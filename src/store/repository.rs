//! Durable store repository
//!
//! Owns the three core tables (`events`, `processed_events`, `stats`) and
//! the single transaction that realizes the idempotent commit protocol.

use chrono::{DateTime, Utc};
use serde_json::Value;
use sqlx::postgres::PgPoolOptions;
use sqlx::{PgPool, Row};
use uuid::Uuid;

use crate::event::Event;

use super::StoreError;

/// Outcome of committing a single event through the idempotent commit
/// protocol.
#[derive(Debug, Clone, Copy, PartialEq, Eq)]
pub enum CommitOutcome {
    /// This was the first time `(topic, event_id)` was seen; a row was
    /// written to `events`.
    New,
    /// `(topic, event_id)` had already been processed; no new `events` row
    /// was written.
    Duplicate,
}

impl CommitOutcome {
    pub fn as_str(&self) -> &'static str {
        match self {
            CommitOutcome::New => "new",
            CommitOutcome::Duplicate => "duplicate",
        }
    }
}

/// A row read back from the `events` table.
#[derive(Debug, Clone, sqlx::FromRow)]
pub struct StoredEvent {
    pub topic: String,
    pub event_id: String,
    pub timestamp: DateTime<Utc>,
    pub source: String,
    pub payload: Value,
    pub received_at: DateTime<Utc>,
}

/// The singleton `stats` row, plus the derived `active_topics` count.
#[derive(Debug, Clone)]
pub struct Stats {
    pub received_count: i64,
    pub unique_processed_count: i64,
    pub duplicate_dropped_count: i64,
    pub active_topics: i64,
    pub started_at: DateTime<Utc>,
    pub last_updated: DateTime<Utc>,
}

/// The durable store: a bounded connection pool plus the idempotent commit
/// protocol and the read-only query surface over it.
#[derive(Debug, Clone)]
pub struct Store {
    pool: PgPool,
}

impl Store {
    /// Open a connection pool against `database_url`, bounded to
    /// `max_connections`.
    pub async fn connect(database_url: &str, max_connections: u32) -> Result<Self, StoreError> {
        let pool = PgPoolOptions::new()
            .max_connections(max_connections)
            .connect(database_url)
            .await?;

        Ok(Self { pool })
    }

    /// Wrap an already-open pool (used by tests that share a pool across
    /// store and broker setup).
    pub fn from_pool(pool: PgPool) -> Self {
        Self { pool }
    }

    pub fn pool(&self) -> &PgPool {
        &self.pool
    }

    /// Close the underlying connection pool.
    pub async fn close(&self) {
        self.pool.close().await;
    }

    /// Connectivity check for `/health`.
    pub async fn ping(&self) -> bool {
        sqlx::query("SELECT 1").execute(&self.pool).await.is_ok()
    }

    // =========================================================================
    // The idempotent commit protocol (spec §4.3)
    // =========================================================================

    /// Attempt dedup insertion, then branch into the new-event path or the
    /// duplicate path, bumping counters -- all within one transaction so
    /// I1-I5 hold at every commit boundary, including under a crash between
    /// steps.
    pub async fn commit(&self, event: &Event) -> Result<CommitOutcome, StoreError> {
        let mut tx = self.pool.begin().await?;

        let inserted = sqlx::query(
            r#"
            INSERT INTO processed_events (topic, event_id)
            VALUES ($1, $2)
            ON CONFLICT (topic, event_id) DO NOTHING
            "#,
        )
        .bind(&event.topic)
        .bind(&event.event_id)
        .execute(&mut *tx)
        .await?
        .rows_affected()
            > 0;

        if inserted {
            sqlx::query(
                r#"
                INSERT INTO events (id, topic, event_id, timestamp, source, payload, received_at)
                VALUES ($1, $2, $3, $4, $5, $6, NOW())
                "#,
            )
            .bind(Uuid::new_v4())
            .bind(&event.topic)
            .bind(&event.event_id)
            .bind(event.timestamp)
            .bind(&event.source)
            .bind(&event.payload)
            .execute(&mut *tx)
            .await?;

            sqlx::query(
                r#"
                UPDATE stats
                SET received_count = received_count + 1,
                    unique_processed_count = unique_processed_count + 1,
                    last_updated = NOW()
                WHERE id = 1
                "#,
            )
            .execute(&mut *tx)
            .await?;
        } else {
            sqlx::query(
                r#"
                UPDATE stats
                SET received_count = received_count + 1,
                    duplicate_dropped_count = duplicate_dropped_count + 1,
                    last_updated = NOW()
                WHERE id = 1
                "#,
            )
            .execute(&mut *tx)
            .await?;
        }

        tx.commit().await?;

        Ok(if inserted {
            CommitOutcome::New
        } else {
            CommitOutcome::Duplicate
        })
    }

    // =========================================================================
    // Read-only query surface
    // =========================================================================

    /// Query stored events, optionally filtered by topic, newest first.
    pub async fn query_events(
        &self,
        topic: Option<&str>,
        limit: i64,
    ) -> Result<Vec<StoredEvent>, StoreError> {
        let events = if let Some(topic) = topic {
            sqlx::query_as::<_, StoredEvent>(
                r#"
                SELECT topic, event_id, timestamp, source, payload, received_at
                FROM events
                WHERE topic = $1
                ORDER BY received_at DESC
                LIMIT $2
                "#,
            )
            .bind(topic)
            .bind(limit)
            .fetch_all(&self.pool)
            .await?
        } else {
            sqlx::query_as::<_, StoredEvent>(
                r#"
                SELECT topic, event_id, timestamp, source, payload, received_at
                FROM events
                ORDER BY received_at DESC
                LIMIT $1
                "#,
            )
            .bind(limit)
            .fetch_all(&self.pool)
            .await?
        };

        Ok(events)
    }

    /// Read the singleton stats row plus the derived active-topic count.
    pub async fn read_stats(&self) -> Result<Stats, StoreError> {
        let row = sqlx::query(
            r#"
            SELECT received_count, unique_processed_count, duplicate_dropped_count,
                   started_at, last_updated
            FROM stats
            WHERE id = 1
            "#,
        )
        .fetch_one(&self.pool)
        .await?;

        let active_topics: i64 =
            sqlx::query_scalar("SELECT COUNT(DISTINCT topic) FROM events")
                .fetch_one(&self.pool)
                .await?;

        Ok(Stats {
            received_count: row.try_get("received_count")?,
            unique_processed_count: row.try_get("unique_processed_count")?,
            duplicate_dropped_count: row.try_get("duplicate_dropped_count")?,
            active_topics,
            started_at: row.try_get("started_at")?,
            last_updated: row.try_get("last_updated")?,
        })
    }
}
#####
__REQUIRED WORK__.
State how many lines of the listing include "timestamp", and write nothing else.

__RESULT BELOW__.
5